Speaking of fun, did I mention the neck plate? Ho, ho! Dear reader, feast thine eyes on this! We all know that when you want to date a vintage bolt-on guitar you have to have done your research to decrypt the numbers stamped on the neck plate. Fastback makes certain you’ll never have this problem when dating your guitar, thanks to their “Pinup Girl” system. That’s right, each year of production gets its own specific pinup girl. Seeing that each time I picked up the guitar let me know I was in for a treat, I can tell you that.

At the end of the day, it’s always exciting to witness the progress of a fledgeling brand, and even more so if said brand is making phenomenal instruments. It’s worth noting that Fastback is still a relatively young company (they’ve only built 12 guitars to date) but given the truly impressive nature of their first batch, it’s a good bet that Fastback is in this race to win. 
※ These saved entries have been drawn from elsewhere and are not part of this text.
//! LLM text generation.

use async_trait::async_trait;
use std::fmt::Debug;

use crate::error::Result;

/// A backend that turns a prompt into free-form text.
///
/// Implementations own their credential; constructing one implies the
/// credential is configured.
#[async_trait]
pub trait TextGenerator: Send + Sync + Debug {
    /// Returns the model's text response to `prompt`.
    async fn generate(&self, prompt: &str) -> Result<String>;
}
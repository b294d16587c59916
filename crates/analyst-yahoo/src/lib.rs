#![doc = include_str!("../README.md")]
#![cfg_attr(docsrs, feature(doc_cfg, doc_auto_cfg))]
#![warn(missing_docs)]
#![forbid(unsafe_code)]

//! Yahoo Finance data provider.
//!
//! This crate provides a Yahoo Finance data provider that implements the
//! [`DataProvider`], [`FundamentalDataProvider`], and [`PriceDataProvider`]
//! traits from `analyst-core`.
//!
//! # Features
//!
//! - Daily OHLCV and last price using Yahoo Finance's chart API
//! - Company name, business summary and key metrics from quoteSummary
//! - Recent news headlines
//! - Annual cash flow, income and balance sheet line items
//! - Built-in rate limiting (250 ms between requests by default)
//!
//! # Example
//!
//! ```no_run
//! use analyst_yahoo::YahooProvider;
//! use analyst_core::{FundamentalDataProvider, StatementKind, Symbol};
//!
//! # async fn example() -> analyst_core::Result<()> {
//! let provider = YahooProvider::new()?;
//! let symbol = Symbol::new("AAPL");
//!
//! let income = provider.fetch_statement(&symbol, StatementKind::Income).await?;
//! println!("Periods: {:?}", income.periods());
//! # Ok(())
//! # }
//! ```

mod timeseries;

use std::sync::atomic::{AtomicU64, Ordering};
use std::time::Duration;

use analyst_core::{
    CompanyInfo, DataError, DataProvider, FundamentalDataProvider, KeyMetrics, NewsItem,
    PriceDataProvider, Quote, Result, StatementKind, StatementTable, Symbol,
};
use async_trait::async_trait;
use chrono::{NaiveDate, TimeZone, Utc};
use polars::prelude::*;
use reqwest::Url;
use serde::Deserialize;
use serde::de::DeserializeOwned;
use tokio::time::sleep;
use tracing::{debug, instrument};

use crate::timeseries::{TimeseriesResponse, line_items, statement_from_timeseries, type_param};

/// Yahoo Finance chart API base URL.
const CHART_API_URL: &str = "https://query1.finance.yahoo.com/v8/finance/chart";

/// Yahoo Finance quote summary API base URL.
const QUOTE_SUMMARY_URL: &str = "https://query2.finance.yahoo.com/v10/finance/quoteSummary";

/// Yahoo Finance search API base URL, used for news.
const SEARCH_API_URL: &str = "https://query2.finance.yahoo.com/v1/finance/search";

/// Yahoo Finance fundamentals timeseries API base URL.
const TIMESERIES_API_URL: &str =
    "https://query2.finance.yahoo.com/ws/fundamentals-timeseries/v1/finance/timeseries";

/// quoteSummary modules needed for [`CompanyInfo`].
const QUOTE_SUMMARY_MODULES: &str = "assetProfile,summaryDetail,defaultKeyStatistics,financialData,price";

/// Earliest timestamp requested from the timeseries API (2016-12-31).
const TIMESERIES_START: i64 = 1_483_142_400;

/// Number of news items requested.
const NEWS_COUNT: u32 = 10;

/// Default rate limit delay in milliseconds.
const DEFAULT_RATE_LIMIT_MS: u64 = 250;

/// User agent for HTTP requests.
const USER_AGENT: &str = "Mozilla/5.0 (Macintosh; Intel Mac OS X 10_15_7) AppleWebKit/537.36";

const PROVIDER_NAME: &str = "Yahoo Finance";

/// Yahoo Finance data provider.
///
/// Implements [`DataProvider`], [`FundamentalDataProvider`], and [`PriceDataProvider`].
#[derive(Debug)]
pub struct YahooProvider {
    client: reqwest::Client,
    rate_limit_ms: u64,
    last_request_time: AtomicU64,
}

impl YahooProvider {
    /// Create a new Yahoo Finance provider with default settings.
    ///
    /// # Errors
    /// Returns an error if the HTTP client cannot be built.
    pub fn new() -> Result<Self> {
        Self::with_rate_limit(Duration::from_millis(DEFAULT_RATE_LIMIT_MS))
    }

    /// Create a new Yahoo Finance provider with a custom HTTP client.
    ///
    /// Rate limiting is still applied.
    #[must_use]
    pub const fn with_client(client: reqwest::Client) -> Self {
        Self {
            client,
            rate_limit_ms: DEFAULT_RATE_LIMIT_MS,
            last_request_time: AtomicU64::new(0),
        }
    }

    /// Create a new Yahoo Finance provider with custom rate limiting.
    ///
    /// # Errors
    /// Returns an error if the HTTP client cannot be built.
    pub fn with_rate_limit(rate_limit: Duration) -> Result<Self> {
        let client = reqwest::Client::builder()
            .user_agent(USER_AGENT)
            .timeout(Duration::from_secs(30))
            .build()
            .map_err(|e| DataError::Network(e.to_string()))?;

        Ok(Self {
            client,
            rate_limit_ms: u64::try_from(rate_limit.as_millis()).unwrap_or(u64::MAX),
            last_request_time: AtomicU64::new(0),
        })
    }

    /// Apply rate limiting before making a request.
    async fn apply_rate_limit(&self) {
        let last = self.last_request_time.load(Ordering::Relaxed);
        let elapsed = now_millis().saturating_sub(last);

        if elapsed < self.rate_limit_ms {
            let wait_time = self.rate_limit_ms - elapsed;
            debug!("Rate limiting: waiting {}ms", wait_time);
            sleep(Duration::from_millis(wait_time)).await;
        }

        self.last_request_time.store(now_millis(), Ordering::Relaxed);
    }

    /// Rate-limited GET that decodes a JSON body.
    async fn get_json<T: DeserializeOwned>(&self, url: Url, symbol: &Symbol) -> Result<T> {
        self.apply_rate_limit().await;
        debug!("Fetching: {}", url);

        let response = self
            .client
            .get(url)
            .send()
            .await
            .map_err(|e| DataError::Network(e.to_string()))?;

        if response.status() == reqwest::StatusCode::TOO_MANY_REQUESTS {
            return Err(DataError::RateLimited {
                provider: PROVIDER_NAME.to_string(),
                retry_after: Some(Duration::from_secs(60)),
            });
        }

        if response.status() == reqwest::StatusCode::NOT_FOUND {
            return Err(DataError::SymbolNotFound(symbol.to_string()));
        }

        if !response.status().is_success() {
            return Err(DataError::Network(format!(
                "HTTP {} for {}",
                response.status(),
                symbol
            )));
        }

        response
            .json::<T>()
            .await
            .map_err(|e| DataError::Parse(e.to_string()))
    }

    /// Build the chart API URL for a symbol and date range.
    fn build_chart_url(symbol: &Symbol, start: NaiveDate, end: NaiveDate) -> Result<Url> {
        let start_ts = start
            .and_hms_opt(0, 0, 0)
            .map(|dt| Utc.from_utc_datetime(&dt).timestamp())
            .unwrap_or(0);

        let end_ts = end
            .and_hms_opt(23, 59, 59)
            .map(|dt| Utc.from_utc_datetime(&dt).timestamp())
            .unwrap_or(0);

        let (period1, period2) = (start_ts.to_string(), end_ts.to_string());
        api_url(
            CHART_API_URL,
            Some(symbol),
            &[
                ("period1", period1.as_str()),
                ("period2", period2.as_str()),
                ("interval", "1d"),
                ("includeAdjustedClose", "true"),
            ],
        )
    }

    fn build_timeseries_url(symbol: &Symbol, kind: StatementKind, now: i64) -> Result<Url> {
        let types = type_param(kind);
        let (period1, period2) = (TIMESERIES_START.to_string(), now.to_string());
        api_url(
            TIMESERIES_API_URL,
            Some(symbol),
            &[
                ("symbol", symbol.as_str()),
                ("type", types.as_str()),
                ("period1", period1.as_str()),
                ("period2", period2.as_str()),
            ],
        )
    }

    fn build_news_url(symbol: &Symbol) -> Result<Url> {
        let count = NEWS_COUNT.to_string();
        api_url(
            SEARCH_API_URL,
            None,
            &[
                ("q", symbol.as_str()),
                ("quotesCount", "0"),
                ("newsCount", count.as_str()),
            ],
        )
    }

    async fn fetch_chart(&self, symbol: &Symbol, url: Url) -> Result<ChartData> {
        let response: ChartResponse = self.get_json(url, symbol).await?;

        if let Some(error) = response.chart.error {
            if error.code == "Not Found" {
                return Err(DataError::SymbolNotFound(symbol.to_string()));
            }
            return Err(DataError::Other(format!(
                "{}: {}",
                error.code, error.description
            )));
        }

        response
            .chart
            .result
            .into_iter()
            .next()
            .ok_or_else(|| DataError::SymbolNotFound(symbol.to_string()))
    }
}

impl DataProvider for YahooProvider {
    fn name(&self) -> &str {
        PROVIDER_NAME
    }

    fn description(&self) -> &str {
        "Yahoo Finance provider for prices, company profiles, news and annual statements"
    }
}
Do yourself a favor and get your hands on a Fastback as soon as possible, preferably before they take off so you can brag about knowing them before they got big. Because they will, and then you won’t have the smug satisfaction of having known about them first. You hipster.

UPDATE 10/25/12

Yeah, I totally bought this one. After months of pining for it–and going through three other guitars without satisfaction–I couldn’t stand not having this guitar as part of my collection. I just played my first gig with it, and I have to say it’s living up to all of my expectations. Of course, I did change out those pickups!

*Note: My wife was in the kitchen circumstantially; this is not where she usually belongs. She does not have to ‘make me a sandwich’, nor do I tell her to ‘get back in [there]’. Mike and Mike’s Guitar Bar believes in gender equality, and as such, I sometimes cook dinner.